Is Conservatism the New Counterculture?

With the election of President Trump, young conservatives are now proclaiming they are part of a new counterculture to the current, dominant left-wing zeitgeist in America.

Reporter Paul Joseph Watson, who has a huge following on YouTube, explained why in a video topping 690,000 views. He says, “Conservatism is the new punk rock.”

What exactly is a counterculture? According to Wikipedia, “A counterculture…is a subculture whose values and norms of behavior differ substantially from those of mainstream society, often in opposition to mainstream cultural mores.”

Since the 1960s and the hippie revolution, America has trended leftward in politics and culture. What was shocking in the 60s – long hair on men, drug use, and promiscuity – is accepted and even encouraged today. In a world in which transgender celebrities are promoted as heroes, outrage over Beatles haircuts seems quaint.

Such drastic changes, however, may not truly reflect the sentiments of average Americans.

Even as recently as the 2000s, the majority of Americans did not approve of same-sex marriage. California voters actually voted against same-sex marriage when given the opportunity at the ballot box in 2008. Within less than 10 years, any opposition to same-sex marriage had been deemed homophobic and “anti-gay.” In 2014, Mozilla CEO Brendan Eich was forced to step down due to his support of traditional marriage based on his Catholic beliefs.

With such tremendous pressure by activists to conform to certain PC narratives, many believe that opinions about same-sex marriage haven’t changed so much as people are afraid to be honest about how they feel. If this is the case, an undercurrent of resentment in the population may be bubbling beneath the surface.

Furthermore, such rapid cultural shifts are generally not assimilated well by societies without an increasing amount of social stress and conflict. Often, a backlash occurs to push society back in the opposite direction.

The 1991 book Backlash: The Undeclared War Against American Women by Susan Faludi describes the social forces revolting against the successful feminist movement of the 1960s and 70s.

From the book overview on Faludi’s website: “When it was first published, Backlash made headlines for puncturing such favorite media myths as the “infertility epidemic” and the “man shortage,” myths that defied statistical realities. These willfully fictitious media campaigns added up to an antifeminist Backlash.”

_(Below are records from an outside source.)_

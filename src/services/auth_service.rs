use argon2::password_hash::rand_core::OsRng;
use argon2::password_hash::{PasswordHash, PasswordHasher, PasswordVerifier, SaltString};
use argon2::Argon2;
use chrono::Utc;
use jsonwebtoken::{decode, encode, DecodingKey, EncodingKey, Header, Validation};
use serde::{Deserialize, Serialize};
use sqlx::PgPool;
use tonic::{Request, Response, Status};

use crate::db::users;
use crate::error::AppError;
use crate::middleware::authenticated_user;
use crate::models::{AppUser, Role};
use crate::proto::auth::auth_service_server::AuthService;
use crate::proto::auth::{
    AuthResponse, LoginRequest, SignUpRequest, User, ValidateTokenRequest, ValidateTokenResponse,
};
use crate::proto::common::Empty;

const MIN_PASSWORD_LEN: usize = 8;

#[derive(Debug, Serialize, Deserialize)]
pub struct Claims {
    pub sub: String,
    /// Role at issue time, echoed by `ValidateToken`. Authorization never trusts
    /// it: the middleware reloads the current role on every request.
    pub role: String,
    pub exp: i64,
    pub iat: i64,
}

pub fn decode_token(token: &str, jwt_secret: &str) -> Result<Claims, jsonwebtoken::errors::Error> {
    decode::<Claims>(
        token,
        &DecodingKey::from_secret(jwt_secret.as_bytes()),
        &Validation::default(),
    )
    .map(|data| data.claims)
}

pub fn hash_password(password: &str) -> Result<String, AppError> {
    let salt = SaltString::generate(&mut OsRng);
    Argon2::default()
        .hash_password(password.as_bytes(), &salt)
        .map(|hash| hash.to_string())
        .map_err(|e| AppError::Internal(format!("Password hashing failed: {}", e)))
}

pub fn verify_password(password: &str, password_hash: &str) -> Result<bool, AppError> {
    let parsed_hash = PasswordHash::new(password_hash)
        .map_err(|_| AppError::Internal("Invalid password hash in database".to_string()))?;
    Ok(Argon2::default()
        .verify_password(password.as_bytes(), &parsed_hash)
        .is_ok())
}

/// Signup input after normalization.
#[derive(Debug, PartialEq)]
struct SignUpInput {
    email: String,
    name: String,
    role: Role,
}

fn validate_sign_up(req: &SignUpRequest) -> Result<SignUpInput, AppError> {
    let email = req.email.trim().to_lowercase();
    if email.is_empty() || !email.contains('@') {
        return Err(AppError::InvalidArgument("A valid email is required".to_string()));
    }
    if req.password.chars().count() < MIN_PASSWORD_LEN {
        return Err(AppError::InvalidArgument(format!(
            "Password must be at least {} characters",
            MIN_PASSWORD_LEN
        )));
    }
    let name = req.name.trim().to_string();
    if name.is_empty() {
        return Err(AppError::InvalidArgument("name is required".to_string()));
    }
    let role = if req.role.is_empty() {
        Role::Student
    } else {
        req.role.parse()?
    };
    if role == Role::Admin {
        return Err(AppError::Forbidden(
            "Admin accounts cannot be self-registered".to_string(),
        ));
    }
    Ok(SignUpInput { email, name, role })
}

pub struct AuthServiceImpl {
    pool: PgPool,
    jwt_secret: String,
    token_ttl: chrono::Duration,
}

impl AuthServiceImpl {
    pub fn new(pool: PgPool, jwt_secret: String, token_ttl_hours: i64) -> Self {
        Self {
            pool,
            jwt_secret,
            token_ttl: chrono::Duration::hours(token_ttl_hours),
        }
    }

    fn issue_jwt(&self, user: &AppUser) -> Result<(String, chrono::DateTime<Utc>), Status> {
        let now = Utc::now();
        let exp = now + self.token_ttl;
        let claims = Claims {
            sub: user.id.to_string(),
            role: user.role.to_string(),
            exp: exp.timestamp(),
            iat: now.timestamp(),
        };
        let token = encode(
            &Header::default(),
            &claims,
            &EncodingKey::from_secret(self.jwt_secret.as_bytes()),
        )
        .map_err(|e| Status::internal(format!("JWT error: {}", e)))?;
        Ok((token, exp))
    }

    fn auth_response(&self, user: &AppUser) -> Result<AuthResponse, Status> {
        let (token, exp) = self.issue_jwt(user)?;
        Ok(AuthResponse {
            token,
            expires_at: exp.to_rfc3339(),
            user: Some(user_to_proto(user)),
        })
    }
}

fn user_to_proto(user: &AppUser) -> User {
    User {
        id: user.id.to_string(),
        email: user.email.clone(),
        name: user.name.clone(),
        role: user.role.to_string(),
        created_at: user.created_at.to_rfc3339(),
    }
}

#[tonic::async_trait]
impl AuthService for AuthServiceImpl {
    async fn sign_up(
        &self,
        request: Request<SignUpRequest>,
    ) -> Result<Response<AuthResponse>, Status> {
        let req = request.into_inner();
        let input = validate_sign_up(&req)?;
        let password_hash = hash_password(&req.password)?;

        let mut conn = self
            .pool
            .acquire()
            .await
            .map_err(|e| Status::internal(format!("Database connection error: {}", e)))?;
        let user = users::insert_user(&mut conn, &input.email, &password_hash, &input.name, input.role)
            .await?;

        tracing::info!("Registered {} user {}", user.role, user.id);
        Ok(Response::new(self.auth_response(&user)?))
    }

    async fn login(
        &self,
        request: Request<LoginRequest>,
    ) -> Result<Response<AuthResponse>, Status> {
        let req = request.into_inner();

        if req.email.is_empty() || req.password.is_empty() {
            return Err(Status::invalid_argument("email and password are required"));
        }

        let mut conn = self
            .pool
            .acquire()
            .await
            .map_err(|e| Status::internal(format!("Database connection error: {}", e)))?;
        let user = users::find_by_email(&mut conn, &req.email.trim().to_lowercase())
            .await?
            .ok_or_else(|| Status::unauthenticated("Invalid email or password"))?;

        if !verify_password(&req.password, &user.password_hash)? {
            return Err(Status::unauthenticated("Invalid email or password"));
        }

        Ok(Response::new(self.auth_response(&user)?))
    }

    async fn validate_token(
        &self,
        request: Request<ValidateTokenRequest>,
    ) -> Result<Response<ValidateTokenResponse>, Status> {
        let req = request.into_inner();

        match decode_token(&req.token, &self.jwt_secret) {
            Ok(claims) => Ok(Response::new(ValidateTokenResponse {
                valid: true,
                user_id: claims.sub,
                role: claims.role,
            })),
            Err(_) => Ok(Response::new(ValidateTokenResponse {
                valid: false,
                user_id: String::new(),
                role: String::new(),
            })),
        }
    }

    async fn me(&self, request: Request<Empty>) -> Result<Response<User>, Status> {
        let auth_user = authenticated_user(&request)?;

        let mut conn = self
            .pool
            .acquire()
            .await
            .map_err(|e| Status::internal(format!("Database connection error: {}", e)))?;
        let user = users::get_user(&mut conn, auth_user.user_id).await?;

        Ok(Response::new(user_to_proto(&user)))
    }
}

#[cfg(test)]
mod tests {
    use super::*;

    fn sign_up(email: &str, password: &str, name: &str, role: &str) -> SignUpRequest {
        SignUpRequest {
            email: email.to_string(),
            password: password.to_string(),
            name: name.to_string(),
            role: role.to_string(),
        }
    }

    #[test]
    fn test_password_hash_roundtrip() {
        let hash = hash_password("correct horse battery").unwrap();
        assert!(hash.starts_with("$argon2"));
        assert!(verify_password("correct horse battery", &hash).unwrap());
        assert!(!verify_password("wrong password", &hash).unwrap());
    }

    #[test]
    fn test_token_roundtrip() {
        let now = Utc::now();
        let claims = Claims {
            sub: uuid::Uuid::new_v4().to_string(),
            role: "faculty".to_string(),
            exp: (now + chrono::Duration::hours(1)).timestamp(),
            iat: now.timestamp(),
        };
        let token = encode(
            &Header::default(),
            &claims,
            &EncodingKey::from_secret(b"test-secret"),
        )
        .unwrap();

        let decoded = decode_token(&token, "test-secret").unwrap();
        assert_eq!(decoded.sub, claims.sub);
        assert_eq!(decoded.role, "faculty");
        assert!(decode_token(&token, "other-secret").is_err());
    }

    #[tokio::test]
    async fn test_validate_token_echoes_role_claim() {
        let pool = sqlx::postgres::PgPoolOptions::new()
            .connect_lazy("postgres://localhost/campus_unused")
            .unwrap();
        let service = AuthServiceImpl::new(pool, "test-secret".to_string(), 1);
        let now = Utc::now();
        let claims = Claims {
            sub: uuid::Uuid::new_v4().to_string(),
            role: "faculty".to_string(),
            exp: (now + chrono::Duration::hours(1)).timestamp(),
            iat: now.timestamp(),
        };
        let token = encode(
            &Header::default(),
            &claims,
            &EncodingKey::from_secret(b"test-secret"),
        )
        .unwrap();

        let res = service
            .validate_token(Request::new(ValidateTokenRequest { token }))
            .await
            .unwrap()
            .into_inner();

        assert!(res.valid);
        assert_eq!(res.user_id, claims.sub);
        assert_eq!(res.role, "faculty");
    }

    #[test]
    fn test_expired_token_rejected() {
        let now = Utc::now();
        let claims = Claims {
            sub: uuid::Uuid::new_v4().to_string(),
            role: "student".to_string(),
            exp: (now - chrono::Duration::hours(2)).timestamp(),
            iat: (now - chrono::Duration::hours(3)).timestamp(),
        };
        let token = encode(
            &Header::default(),
            &claims,
            &EncodingKey::from_secret(b"test-secret"),
        )
        .unwrap();
        assert!(decode_token(&token, "test-secret").is_err());
    }

    #[test]
    fn test_sign_up_defaults_and_normalizes() {
        let input = validate_sign_up(&sign_up(" Ada@Campus.EDU ", "longenough", " Ada ", "")).unwrap();
        assert_eq!(
            input,
            SignUpInput {
                email: "ada@campus.edu".to_string(),
                name: "Ada".to_string(),
                role: Role::Student,
            }
        );
    }

    #[test]
    fn test_sign_up_validation() {
        assert!(matches!(
            validate_sign_up(&sign_up("nope", "longenough", "A", "")),
            Err(AppError::InvalidArgument(_))
        ));
        assert!(matches!(
            validate_sign_up(&sign_up("a@b.c", "short", "A", "")),
            Err(AppError::InvalidArgument(_))
        ));
        assert!(matches!(
            validate_sign_up(&sign_up("a@b.c", "longenough", "A", "janitor")),
            Err(AppError::InvalidArgument(_))
        ));
        assert!(matches!(
            validate_sign_up(&sign_up("a@b.c", "longenough", "A", "admin")),
            Err(AppError::Forbidden(_))
        ));
        assert_eq!(
            validate_sign_up(&sign_up("a@b.c", "longenough", "A", "faculty"))
                .unwrap()
                .role,
            Role::Faculty
        );
    }
}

If Faludi was correct about a feminist backlash, the current conservative counterculture movement is a remnant or renewal of that backlash. As the media lauds women taking over men’s roles in Ghostbusters and Dr. Who, men’s rights proponents are becoming louder and brasher. Conservative pundit Gavin McInnes is one advocate for men’s rights who proclaims, “Feminism is a war on masculinity.”

On the fringes, some men have sworn off women altogether as part of a movement called “MGTOW” or “Men Go Their Own Way.”

Still, the conservative counterculture forces aren’t primarily concerned with social issues or even feminism so much as challenging PC culture. Most conservatives don’t care what people do in their bedrooms as long as they don’t have to approve of it. People just want to be able to speak their mind without being harassed.

If one issue unites Trump voters, disenfranchised men, and the traditional evangelical voting bloc, it’s political correctness. When comedians such as Jerry Seinfeld won’t even perform at colleges anymore due to PC, traditional liberals may be joining the anti-PC counterculture movement. When this happens, the culture could shift in unforeseen ways.

From Wikipedia: “When oppositional forces reach critical mass, countercultures can trigger dramatic cultural changes.”